President Donald Trump scrapped his threatened 20% fee on all cargo transiting the Strait of Hormuz on Tuesday, abandoning the proposal a single day after he unveiled it. The reversal came as American forces resumed their naval blockade of Iranian ports and pressed on with strikes against Iranian targets, deepening a conflict that has brought tanker traffic through the critical waterway to a near-standstill and sent oil prices surging.
The backdown followed calls from Gulf leaders. Trump said he replaced the toll with what he described as “massive” trade and investment deals from Gulf states, though none of the countries he named has disclosed any such plans. He cited conversations with Saudi Arabia, the United Arab Emirates, Qatar, Bahrain, and Kuwait.
Fee proposal drew swift criticism
The proposed reimbursement charge, announced Monday on Truth Social, drew immediate opposition from energy experts and shipping industry groups, including the United Nations’ International Maritime Organization. Critics resurfaced clips of Trump administration officials acknowledging that imposing tolls in an international waterway would be illegal, CNBC reported. At the White House on Tuesday, Trump said world leaders told him “we’d love to do it a different way,” and that he agreed, saying he did not think anyone should charge a fee for the strait.

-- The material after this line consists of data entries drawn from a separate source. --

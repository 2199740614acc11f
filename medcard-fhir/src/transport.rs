//! HTTP access to the upstream record store.

use std::time::Duration;

use async_trait::async_trait;
use medcard_core::{AggregatorConfig, RecordError};
use serde_json::Value;

/// Read-only access to the record store.
///
/// The seam is deliberately one method wide: callers hand over a relative
/// path (query string included) and get the decoded JSON body back. Tests
/// swap in scripted implementations; production uses [`HttpRecordStore`].
#[async_trait]
pub trait RecordStore: Send + Sync {
    /// GET `path` relative to the store root and decode the body as JSON.
    /// One attempt, no retries.
    async fn get_json(&self, path: &str) -> Result<Value, RecordError>;
}

/// reqwest-backed [`RecordStore`] speaking JSON over HTTP.
pub struct HttpRecordStore {
    base_url: String,
    timeout: Duration,
    client: reqwest::Client,
}

impl HttpRecordStore {
    pub fn new(config: &AggregatorConfig) -> Self {
        Self {
            base_url: config.base_url.trim_end_matches('/').to_string(),
            timeout: Duration::from_secs(config.timeout_secs),
            client: reqwest::Client::new(),
        }
    }

    fn url_for(&self, path: &str) -> String {
        format!("{}/{}", self.base_url, path.trim_start_matches('/'))
    }
}

#[async_trait]
impl RecordStore for HttpRecordStore {
    async fn get_json(&self, path: &str) -> Result<Value, RecordError> {
        let url = self.url_for(path);
        let resource = resource_label(path);
        tracing::debug!(resource = %resource, "fetching record resource");

        let response = self
            .client
            .get(&url)
            .timeout(self.timeout)
            .header(reqwest::header::ACCEPT, "application/fhir+json, application/json")
            .send()
            .await
            .map_err(|e| {
                if e.is_timeout() {
                    RecordError::Unreachable {
                        resource: resource.to_string(),
                        detail: format!("request timed out after {}s", self.timeout.as_secs()),
                    }
                } else if e.is_connect() {
                    RecordError::Unreachable {
                        resource: resource.to_string(),
                        detail: format!("could not connect to {}", self.base_url),
                    }
                } else {
                    RecordError::Unreachable {
                        resource: resource.to_string(),
                        detail: e.without_url().to_string(),
                    }
                }
            })?;

        let status = response.status();
        if !status.is_success() {
            return Err(RecordError::UpstreamStatus {
                resource: resource.to_string(),
                status: status.as_u16(),
            });
        }

        response.json::<Value>().await.map_err(|e| {
            if e.is_decode() {
                RecordError::Decode {
                    resource: resource.to_string(),
                    detail: e.without_url().to_string(),
                }
            } else {
                RecordError::Unreachable {
                    resource: resource.to_string(),
                    detail: e.without_url().to_string(),
                }
            }
        })
    }
}

// Query strings carry the subject's external identifier; keep them out of
// the labels and error details that end up in logs. reqwest's error text
// embeds the full request URL unless stripped with `without_url`.
fn resource_label(path: &str) -> &str {
    path.split_once('?').map_or(path, |(base, _)| base)
}

/// Resolve the store-assigned id for a subject's external identifier.
///
/// Zero search hits is an expected outcome and comes back as `Ok(None)`;
/// transport failures propagate. A hit whose resource carries no id is
/// treated as no hit.
pub async fn find_patient_id(
    store: &dyn RecordStore,
    identifier: &str,
) -> Result<Option<String>, RecordError> {
    let path = format!("Patient?identifier={}", urlencoding::encode(identifier));
    let bundle = store.get_json(&path).await?;

    let id = bundle
        .get("entry")
        .and_then(Value::as_array)
        .and_then(|entries| entries.first())
        .and_then(|entry| entry.get("resource"))
        .and_then(|resource| resource.get("id"))
        .and_then(Value::as_str)
        .map(str::to_string);

    if id.is_none() {
        tracing::debug!("patient search returned no usable hit");
    }
    Ok(id)
}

“I have decided to replace the 20% United States Reimbursement Fee with Trade and Investment Deals that the various Gulf States will be making into the United States,” Trump wrote on Truth Social. He called those investments “MASSIVE” and “extraordinarily good for them, and their future,” but provided no details. He also declared the strait “open to ALL Ship traffic except for Iran.”
Blockade returns as strikes intensify
US Central Command said its forces began launching additional strikes against Iran late on Tuesday to continue degrading Iranian capabilities used to attack commercial shipping in the strait. Centcom Commander Brad Cooper said Iran had “intentionally” targeted civilians and attacked seven commercial ships over the past seven days, leaving about a dozen crew members killed, missing, or injured, according to CNBC. The blockade of Iranian ports in the Gulf of Oman restarted at 4 p.m. ET. The latest strikes began one hour earlier.
Iranian state media reported blasts across southern cities, including Bushehr, home to a nuclear power plant, and on islands off its coast in the Strait of Hormuz, the BBC and Al Jazeera reported. Tehran said it had targeted American military facilities in Bahrain and Jordan after earlier hitting two UAE tankers. Iran’s Revolutionary Guard Corps also said it attacked US forces in Kuwait. Trump said attacks on Iran “will continue until I say enough,” with potential targets including power plants and bridges.
The US first imposed a naval blockade on all Iranian ports in April. Over roughly five weeks, the military redirected 100 commercial vessels and disabled four, the BBC reported. The blockade was lifted in June under a 14-point memorandum of understanding aimed at ending the conflict. The truce held briefly. But Trump declared the ceasefire “over” last week after each side accused the other of violating its terms. Iran’s Deputy Foreign Minister Kazem Gharibabadi said the blockade decision had “in a way, dismantled” the truce deal, according to AFP.
Shipping data shows traffic through the strait has slowed to a two-month low. The waterway previously carried about 25 percent of the world’s oil and 20 percent of global liquefied natural gas before Iran effectively shut it down after the US and Israel launched strikes against Iran on 28 February, the BBC reported. Commercial traffic, already far below prewar levels during the ceasefire, has sharply dropped in recent days, ship tracking firms found, CNBC reported. Brent crude has risen sharply.
The US Treasury imposed new sanctions on Tuesday targeting what it called the “illicit shipping empire” of Mohammad Hossein Shamkhani, describing the network as a major enabler of Iran’s oil exports. Israel’s Prime Minister Benjamin Netanyahu separately warned that retaliation against Iran would be “much more powerful” if attacked first. “Do not count on things remaining quiet if you attack us,” he said in a video posted to social media.